- BRIEF -
Every line that contains the word "static" should be copied from the records below.

(Dataset entries)
//! HTTP-backed ledger tools
//!
//! Every tool calls the bookkeeping service at `LEDGER_API_BASE_URL`. Reads are
//! plain GETs; `create_invoice` and `record_expense` write and therefore need
//! the user's confirmation before the reasoning loop may run them.

use crate::error::AgentError;
use crate::tools::{Tool, ToolCategory, ToolRegistry};
use crate::Result;
use reqwest::Client;
use serde_json::{json, Value};
use std::sync::Arc;
use std::time::Duration;
use tracing::debug;

#[derive(Clone)]
pub struct LedgerApiClient {
    client: Client,
    base_url: String,
}

impl LedgerApiClient {
    pub fn new(base_url: &str) -> Result<Self> {
        let client = Client::builder()
            .pool_idle_timeout(Duration::from_secs(60))
            .pool_max_idle_per_host(8)
            .timeout(Duration::from_secs(30))
            .build()?;

        Ok(Self {
            client,
            base_url: base_url.trim_end_matches('/').to_string(),
        })
    }

    pub fn base_url(&self) -> &str {
        &self.base_url
    }

    pub async fn get_json(&self, path: &str, query: &[(String, String)]) -> Result<Value> {
        let url = format!("{}{}", self.base_url, path);
        debug!(path = %path, "Ledger API GET");

        let response = self
            .client
            .get(url)
            .query(query)
            .send()
            .await
            .map_err(|e| {
                AgentError::ToolExecution(format!("Ledger API request failed for {}: {}", path, e))
            })?;

        Self::read_body(path, response).await
    }

    pub async fn post_json(&self, path: &str, body: &Value) -> Result<Value> {
        let url = format!("{}{}", self.base_url, path);
        debug!(path = %path, "Ledger API POST");

        let response = self
            .client
            .post(url)
            .header("Content-Type", "application/json")
            .json(body)
            .send()
            .await
            .map_err(|e| {
                AgentError::ToolExecution(format!("Ledger API request failed for {}: {}", path, e))
            })?;

        Self::read_body(path, response).await
    }

    async fn read_body(path: &str, response: reqwest::Response) -> Result<Value> {
        let status = response.status();
        let body = response
            .json::<Value>()
            .await
            .map_err(|e| AgentError::ToolExecution(format!("Invalid JSON response: {}", e)))?;

        if !status.is_success() {
            return Err(AgentError::ToolExecution(format!(
                "Ledger API returned {} for {}: {}",
                status, path, body
            )));
        }

        Ok(body)
    }
}

#[derive(Debug, Clone, Copy, PartialEq, Eq)]
pub enum LedgerOperation {
    SearchInvoices,
    GetInvoice,
    ListCustomers,
    ListExpenses,
    GetBalanceSummary,
    CreateInvoice,
    RecordExpense,
}

impl LedgerOperation {
    pub const ALL: [LedgerOperation; 7] = [
        LedgerOperation::SearchInvoices,
        LedgerOperation::GetInvoice,
        LedgerOperation::ListCustomers,
        LedgerOperation::ListExpenses,
        LedgerOperation::GetBalanceSummary,
        LedgerOperation::CreateInvoice,
        LedgerOperation::RecordExpense,
    ];

    fn writes(&self) -> bool {
        matches!(
            self,
            LedgerOperation::CreateInvoice | LedgerOperation::RecordExpense
        )
    }
}

pub struct LedgerTool {
    operation: LedgerOperation,
    api: Option<LedgerApiClient>,
}

impl LedgerTool {
    pub fn new(operation: LedgerOperation, api: Option<LedgerApiClient>) -> Self {
        Self { operation, api }
    }
}

#[async_trait::async_trait]
impl Tool for LedgerTool {
    fn name(&self) -> &'static str {
        match self.operation {
            LedgerOperation::SearchInvoices => "search_invoices",
            LedgerOperation::GetInvoice => "get_invoice",
            LedgerOperation::ListCustomers => "list_customers",
            LedgerOperation::ListExpenses => "list_expenses",
            LedgerOperation::GetBalanceSummary => "get_balance_summary",
            LedgerOperation::CreateInvoice => "create_invoice",
            LedgerOperation::RecordExpense => "record_expense",
        }
    }

    fn description(&self) -> &'static str {
        match self.operation {
            LedgerOperation::SearchInvoices => {
                "Search invoices by free text, customer name or status"
            }
            LedgerOperation::GetInvoice => "Fetch one invoice with its lines by invoice number",
            LedgerOperation::ListCustomers => "List customers, optionally filtered by name",
            LedgerOperation::ListExpenses => {
                "List expenses in a date range, optionally for one category"
            }
            LedgerOperation::GetBalanceSummary => {
                "Debit/credit totals and net balance for a period"
            }
            LedgerOperation::CreateInvoice => "Create a new invoice for a customer",
            LedgerOperation::RecordExpense => "Record a new expense",
        }
    }

    fn parameters(&self) -> Value {
        match self.operation {
            LedgerOperation::SearchInvoices => json!({
                "type": "object",
                "properties": {
                    "query": {"type": "string", "description": "Free text search"},
                    "customer": {"type": "string"},
                    "status": {"type": "string", "enum": ["draft", "sent", "paid", "overdue"]},
                    "limit": {"type": "integer", "minimum": 1}
                }
            }),
            LedgerOperation::GetInvoice => json!({
                "type": "object",
                "properties": {
                    "number": {"type": "string", "description": "Invoice number, e.g. INV-1042"}
                },
                "required": ["number"]
            }),
            LedgerOperation::ListCustomers => json!({
                "type": "object",
                "properties": {
                    "query": {"type": "string"}
                }
            }),
            LedgerOperation::ListExpenses => json!({
                "type": "object",
                "properties": {
                    "from": {"type": "string", "description": "Start date, YYYY-MM-DD"},
                    "to": {"type": "string", "description": "End date, YYYY-MM-DD"},
                    "category": {"type": "string"}
                }
            }),
            LedgerOperation::GetBalanceSummary => json!({
                "type": "object",
                "properties": {
                    "period": {"type": "string", "description": "e.g. 2024-Q1, 2024-03, 2024"}
                }
            }),
            LedgerOperation::CreateInvoice => json!({
                "type": "object",
                "properties": {
                    "customer": {"type": "string"},
                    "due_date": {"type": "string", "description": "YYYY-MM-DD"},
                    "lines": {
                        "type": "array",
                        "items": {
                            "type": "object",
                            "properties": {
                                "description": {"type": "string"},
                                "quantity": {"type": "number", "minimum": 0},
                                "unit_price": {"type": "number", "minimum": 0}
                            },
                            "required": ["description", "quantity", "unit_price"]
                        }
                    }
                },
                "required": ["customer", "lines"]
            }),
            LedgerOperation::RecordExpense => json!({
                "type": "object",
                "properties": {
                    "amount": {"type": "number", "minimum": 0},
                    "category": {"type": "string"},
                    "description": {"type": "string"},
                    "date": {"type": "string", "description": "YYYY-MM-DD"}
                },
                "required": ["amount", "category"]
            }),
        }
    }

    fn category(&self) -> ToolCategory {
        match self.operation {
            LedgerOperation::SearchInvoices
            | LedgerOperation::GetInvoice
            | LedgerOperation::CreateInvoice => ToolCategory::Invoices,
            LedgerOperation::ListCustomers => ToolCategory::Customers,
            LedgerOperation::ListExpenses | LedgerOperation::RecordExpense => {
                ToolCategory::Expenses
            }
            LedgerOperation::GetBalanceSummary => ToolCategory::Reports,
        }
    }

    fn has_side_effects(&self) -> bool {
        self.operation.writes()
    }

    fn requires_confirmation(&self) -> bool {
        self.operation.writes()
    }

    async fn execute(&self, arguments: &Value) -> Result<Value> {
        let api = self.api.as_ref().ok_or_else(|| {
            AgentError::ToolExecution("LEDGER_API_BASE_URL is not configured".to_string())
        })?;

        match self.operation {
            LedgerOperation::SearchInvoices => {
                api.get_json(
                    "/api/invoices",
                    &query_pairs(arguments, &["query", "customer", "status", "limit"]),
                )
                .await
            }
            LedgerOperation::GetInvoice => {
                let number = invoice_number(arguments)?;
                api.get_json(&format!("/api/invoices/{}", number), &[]).await
            }
            LedgerOperation::ListCustomers => {
                api.get_json("/api/customers", &query_pairs(arguments, &["query"]))
                    .await
            }
            LedgerOperation::ListExpenses => {
                api.get_json(
                    "/api/expenses",
                    &query_pairs(arguments, &["from", "to", "category"]),
                )
                .await
            }
            LedgerOperation::GetBalanceSummary => {
                api.get_json("/api/reports/balance", &query_pairs(arguments, &["period"]))
                    .await
            }
            LedgerOperation::CreateInvoice => api.post_json("/api/invoices", arguments).await,
            LedgerOperation::RecordExpense => api.post_json("/api/expenses", arguments).await,
        }
    }
}

/// Scalar arguments named in `keys`, rendered as query parameters
fn query_pairs(arguments: &Value, keys: &[&str]) -> Vec<(String, String)> {
    keys.iter()
        .filter_map(|key| {
            let value = match arguments.get(*key)? {
                Value::String(s) if !s.trim().is_empty() => s.trim().to_string(),
                Value::Number(n) => n.to_string(),
                Value::Bool(b) => b.to_string(),
                _ => return None,
            };
            Some((key.to_string(), value))
        })
        .collect()
}

fn invoice_number(arguments: &Value) -> Result<String> {
    let number = arguments
        .get("number")
        .and_then(Value::as_str)
        .map(str::trim)
        .unwrap_or_default();

    if number.is_empty()
        || !number
            .chars()
            .all(|c| c.is_ascii_alphanumeric() || c == '-' || c == '_')
    {
        return Err(AgentError::InvalidToolInput(format!(
            "Invalid invoice number '{}'",
            number
        )));
    }

    Ok(number.to_uppercase())
}

/// Registry with every ledger tool wired to `api`.
///
/// Without an API the tools are still listed but fail when executed, so the
/// model learns the ledger is unreachable instead of guessing.
pub fn create_default_registry(api: Option<LedgerApiClient>) -> ToolRegistry {
    let mut registry = ToolRegistry::new();

    for operation in LedgerOperation::ALL {
        registry.register(Arc::new(LedgerTool::new(operation, api.clone())));
    }

    registry
}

- TASK SOLUTION -
    fn name(&self) -> &'static str {
    fn description(&self) -> &'static str {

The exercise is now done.